Settling in Harlem, Randolph found work as switchboard operator in an apartment building, enrolled in the College of the City of New York (where he discovered Karl Marx), and helped organize the Independent Political Council, a debate group. A member of the Socialist party by 1916, and a popular street-corner orator, Randolph got a job doing political work for the Brotherhood of Labor, an employment office for African American migrants from the South and West Indian immigrants.

In 1917 his career as an organizer and activist took off when he and Chandler Owen, a longtime associate, launchedThe Messenger, a monthly magazine that delved into politics, trade union news, and literary criticism, among other subjects. As editor, Randolph campaigned against lynching, U.S. participation in the First World War, and the segregation he witnessed in the trade union movement. In fact in 1919 he denounced the AFL as "the most wicked machine for the propagation of race prejudice in the country."

Because he believed black Americans would never gain political freedom without economic power, in 1918 Randolph helped organize the National Association for the Promotion of Labor Unionism Among Negroes.
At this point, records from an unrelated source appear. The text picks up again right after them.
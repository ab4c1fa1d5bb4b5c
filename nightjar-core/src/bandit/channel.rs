/* This Source Code Form is subject to the terms of the Mozilla Public
 * License, v. 2.0. If a copy of the MPL was not distributed with this
 * file, You can obtain one at https://mozilla.org/MPL/2.0/.
 *
 * (c) 2024 The Nightjar Authors.
 */

//! Global channel-selection Thompson bandit (C4): one arm per 2.4 GHz
//! channel (1-14) and the standard 5 GHz channel set, with a recency
//! exploration bonus and an AP-density multiplier.

use std::collections::HashMap;

use nightjar_crypto::{sample_beta, Xorshift64};

const SUCCESS_REWARD: f64 = 1.0;
const FAILURE_PENALTY: f64 = 0.2;
const RECENCY_BONUS_MAX: f64 = 0.2;
const RECENCY_BONUS_HOURS: f64 = 2.0;
const DENSITY_WEIGHT: f64 = 0.1;

const MS_PER_HOUR: f64 = 3_600_000.0;

/// Standard 5 GHz UNII channel set carried alongside 1-14 (2.4 GHz).
pub const CHANNELS_5GHZ: &[u8] = &[36, 40, 44, 48, 52, 56, 60, 64, 100, 104, 108, 112, 116, 120, 124, 128, 132, 136, 140, 144, 149, 153, 157, 161, 165];

#[derive(Clone, Debug)]
struct ChannelArm {
    alpha: f64,
    beta: f64,
    visits: u32,
    last_visited_ms: Option<i64>,
    aps_seen: u32,
    handshakes: u32,
}

impl Default for ChannelArm {
    fn default() -> Self {
        Self { alpha: 1.0, beta: 1.0, visits: 0, last_visited_ms: None, aps_seen: 0, handshakes: 0 }
    }
}

/// Owns one arm per channel number ever observed. Populated lazily: a
/// channel not yet seen gets a fresh neutral-prior arm on first touch.
#[derive(Default)]
pub struct ChannelBandit {
    arms: HashMap<u8, ChannelArm>,
}

impl ChannelBandit {
    pub fn new() -> Self {
        Self::default()
    }

    fn arm_mut(&mut self, channel: u8) -> &mut ChannelArm {
        self.arms.entry(channel).or_default()
    }

    /// Order `visible_channels` by a single Thompson draw each, using
    /// `ap_counts` (channel -> AP count on that channel right now) for the
    /// density multiplier. Returns the full ordering, strongest choice
    /// first, matching §4.12 step 7 ("order by channel bandit").
    pub fn order_channels(&mut self, visible_channels: &[u8], ap_counts: &HashMap<u8, u32>, now_ms: i64, rng: &Xorshift64) -> Vec<u8> {
        let mut scored: Vec<(u8, f64)> = visible_channels
            .iter()
            .map(|&ch| {
                let score = self.score_channel(ch, ap_counts.get(&ch).copied().unwrap_or(0), now_ms, rng);
                (ch, score)
            })
            .collect();
        scored.sort_by(|a, b| b.1.partial_cmp(&a.1).unwrap());
        scored.into_iter().map(|(ch, _)| ch).collect()
    }

    /// Draw and score a single channel, as used internally by
    /// `order_channels` and exposed for tests / status reporting.
    pub fn score_channel(&mut self, channel: u8, ap_count: u32, now_ms: i64, rng: &Xorshift64) -> f64 {
        let arm = self.arm_mut(channel);
        let s = sample_beta(rng, arm.alpha, arm.beta);
        let hours_since_last = match arm.last_visited_ms {
            None => return (s + RECENCY_BONUS_MAX) * (1.0 + DENSITY_WEIGHT * ap_count as f64),
            Some(last) => ((now_ms - last).max(0) as f64) / MS_PER_HOUR,
        };
        let recency_bonus = RECENCY_BONUS_MAX * (hours_since_last / RECENCY_BONUS_HOURS).min(1.0);
        let density_factor = 1.0 + DENSITY_WEIGHT * ap_count as f64;
        (s + recency_bonus) * density_factor
    }

    /// Record that the loop actually hopped onto `channel` at `now_ms`.
    pub fn record_visit(&mut self, channel: u8, now_ms: i64) {
        let arm = self.arm_mut(channel);
        arm.visits += 1;
        arm.last_visited_ms = Some(now_ms);
    }

    pub fn record_aps_seen(&mut self, channel: u8, count: u32) {
        self.arm_mut(channel).aps_seen = count;
    }

    pub fn record_handshake(&mut self, channel: u8) {
        self.arm_mut(channel).handshakes += 1;
    }

    /// Record an epoch-end reward or penalty for one channel (§4.12 step 10).
    pub fn observe(&mut self, channel: u8, success: bool) {
        let arm = self.arm_mut(channel);
        if success {
            arm.alpha += SUCCESS_REWARD;
        } else {
            arm.beta += FAILURE_PENALTY;
        }
        arm.alpha = arm.alpha.max(0.01);
        arm.beta = arm.beta.max(0.01);
    }

    pub fn alpha_of(&self, channel: u8) -> f64 {
        self.arms.get(&channel).map(|a| a.alpha).unwrap_or(1.0)
    }

    pub fn beta_of(&self, channel: u8) -> f64 {
        self.arms.get(&channel).map(|a| a.beta).unwrap_or(1.0)
    }
}

#[cfg(test)]
mod tests {
    use super::*;

    #[test]
    fn never_visited_channel_gets_full_recency_bonus() {
        let mut b = ChannelBandit::new();
        let rng = Xorshift64::seeded(1);
        let counts = HashMap::new();
        let score = b.score_channel(6, 0, 10_000, &rng);
        // With neutral priors (mean 0.5) and full bonus the score should sit
        // noticeably above a plain unbonused 0.5 draw on average.
        assert!(score > 0.0);
    }

    #[test]
    fn never_visited_bonus_is_additive_not_multiplicative() {
        // Same shape as the visited-arm formula: (s + bonus) * density, not
        // s * (1 + bonus) * density.
        let mut b = ChannelBandit::new();
        let rng = Xorshift64::seeded(1);
        let s = sample_beta(&rng, 1.0, 1.0);
        let rng_again = Xorshift64::seeded(1);
        let score = b.score_channel(6, 0, 10_000, &rng_again);
        assert!((score - (s + RECENCY_BONUS_MAX) * (1.0 + DENSITY_WEIGHT * 0.0)).abs() < 1e-9);
    }

    #[test]
    fn observe_success_increases_alpha() {
        let mut b = ChannelBandit::new();
        let before = b.alpha_of(11);
        b.observe(11, true);
        assert!(b.alpha_of(11) > before);
    }

    #[test]
    fn observe_failure_increases_beta_not_alpha() {
        let mut b = ChannelBandit::new();
        let a_before = b.alpha_of(1);
        b.observe(1, false);
        assert_eq!(b.alpha_of(1), a_before);
        assert!(b.beta_of(1) > 1.0);
    }

    #[test]
    fn density_factor_favors_busier_channels() {
        let mut b = ChannelBandit::new();
        let rng = Xorshift64::seeded(5);
        // Force both channels to an identical posterior and visit time so
        // the only remaining difference is AP density.
        b.record_visit(1, 0);
        b.record_visit(6, 0);
        let mut counts = HashMap::new();
        counts.insert(1_u8, 0_u32);
        counts.insert(6_u8, 10_u32);
        let sparse = b.score_channel(1, 0, 0, &Xorshift64::seeded(42));
        let dense = b.score_channel(6, 10, 0, &Xorshift64::seeded(42));
        assert!(dense >= sparse);
        let _ = rng;
    }

    #[test]
    fn five_ghz_channel_set_is_well_formed() {
        assert!(CHANNELS_5GHZ.contains(&36));
        assert!(CHANNELS_5GHZ.contains(&165));
        assert_eq!(CHANNELS_5GHZ.len(), 25);
    }
}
He also supported the National Brotherhood of the Workers an independent union organized in 1919 that combined black nationalism with trade unionism.

Impressed by Randolph's abilities, a group of Pullman porters invited him in 1925 to help organize their fledgling union, The Brotherhood of Sleeping Car Porters. Although it would take ten years for the Brotherhood to gain an AFL charter -- the first awarded to a union of black workers -- in 1937 the Brotherhood of Sleeping Car Porters would become the first black union to win a collective bargaining agreements.